I was always surprised, not to say amazed, at what his parents consented to. It was Little Howie who was allowed to take out the speedboat and show not just me, his elder by two years, but much younger children in that ever-enlarging family, how to water-ski. Howie
himself, who all but lived on the lake during the summer, while the rest of us spent on average two weeks there, had had enough water-skiing thrills, but we his cousins needed to learn, and one by one as we got up and got our legs under us and began to speed along the surface of the water, almost, it seemed, to fly, we looked up ahead and there sat Little Howie at the wheel of the speedboat looking back over his shoulder at us, with never a broad smile but a proud and almost private one as if we now belonged to his club.

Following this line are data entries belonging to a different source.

use thiserror::Error;

/// Errors that can occur during peer communication.
#[derive(Debug, Error)]
pub enum PeerError {
    /// Network I/O error.
    #[error("io error: {0}")]
    Io(#[from] std::io::Error),

    /// The peer sent an invalid handshake.
    #[error("invalid handshake")]
    InvalidHandshake,

    /// The peer's info hash doesn't match ours.
    #[error("info hash mismatch")]
    InfoHashMismatch,

    /// Received a malformed protocol message.
    #[error("invalid message: {0}")]
    InvalidMessage(String),

    /// Received an unknown message ID.
    #[error("invalid message id: {0}")]
    InvalidMessageId(u8),

    /// Received a message the current state forbids.
    #[error("unexpected message: {0}")]
    UnexpectedMessage(&'static str),

    /// The connection was closed by the peer.
    #[error("connection closed")]
    ConnectionClosed,

    /// Operation timed out.
    #[error("timeout")]
    Timeout,

    /// A downloaded piece failed hash verification.
    #[error("piece {index} hash mismatch: expected {expected}, got {actual}")]
    HashMismatch {
        index: u32,
        expected: String,
        actual: String,
    },

    /// Metadata received from a peer does not hash to the magnet info hash.
    #[error("metadata hash mismatch: expected {expected}, got {actual}")]
    MetadataHashMismatch { expected: String, actual: String },

    /// Extension protocol error.
    #[error("extension error: {0}")]
    Extension(String),

    /// Error decoding bencode in extension messages.
    #[error("bencode error: {0}")]
    Bencode(#[from] crate::bencode::BencodeError),
}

Or he’d load us all onto the houseboat, and some of the adults too, and take us for a tour of the lake, passing various boat docks, some of which were like little town centers where you could pull in to get gassed up, stretch your legs, go shopping and have a bite to eat, pointing out certain sites, big houses built up on bluffs, railroad trestles, parks with boat ramps, unremarkable streams entering inconspicuous coves but yielding good fish, picnicking areas where we could stop and sometimes did to eat our lunch, fingers of the lake leading off to various towns with attractions of their own in case we were interested, really back-of-his-hand stuff for Little Howie, who was a child prodigy when you added it all up. And, before we’d head back, he’d pull us up below the dam, which rose in a towering concrete crescent above us and where we could feel the current quicken as Howie pitted himself against that massive structure and those built-up depths and gave us all a little thrill before opening the throttle and pulling us back out. He didn’t talk a lot, not even there at the end when we’d reached the climax of the afternoon, for the lake spoke for itself and all we really needed was just something to joggle our memories here and there for the next time we ventured out. The dam explained the how and why of the lake but not the what, not what the lake meant, not for the family that gathered there each summer for two weeks. I was the first of the generation that my namesake James Pritchard had grandfathered when he’d picked his wife out of that mostly pleasure-seeking Saturday evening congregation, but when we convened each summer, that generation had added to itself, so that every family reunion became a celebration of a past, a present, and an ongoing future, and the lake, which Little Howie Whalen had taken the measure of, was like our grand baptismal font.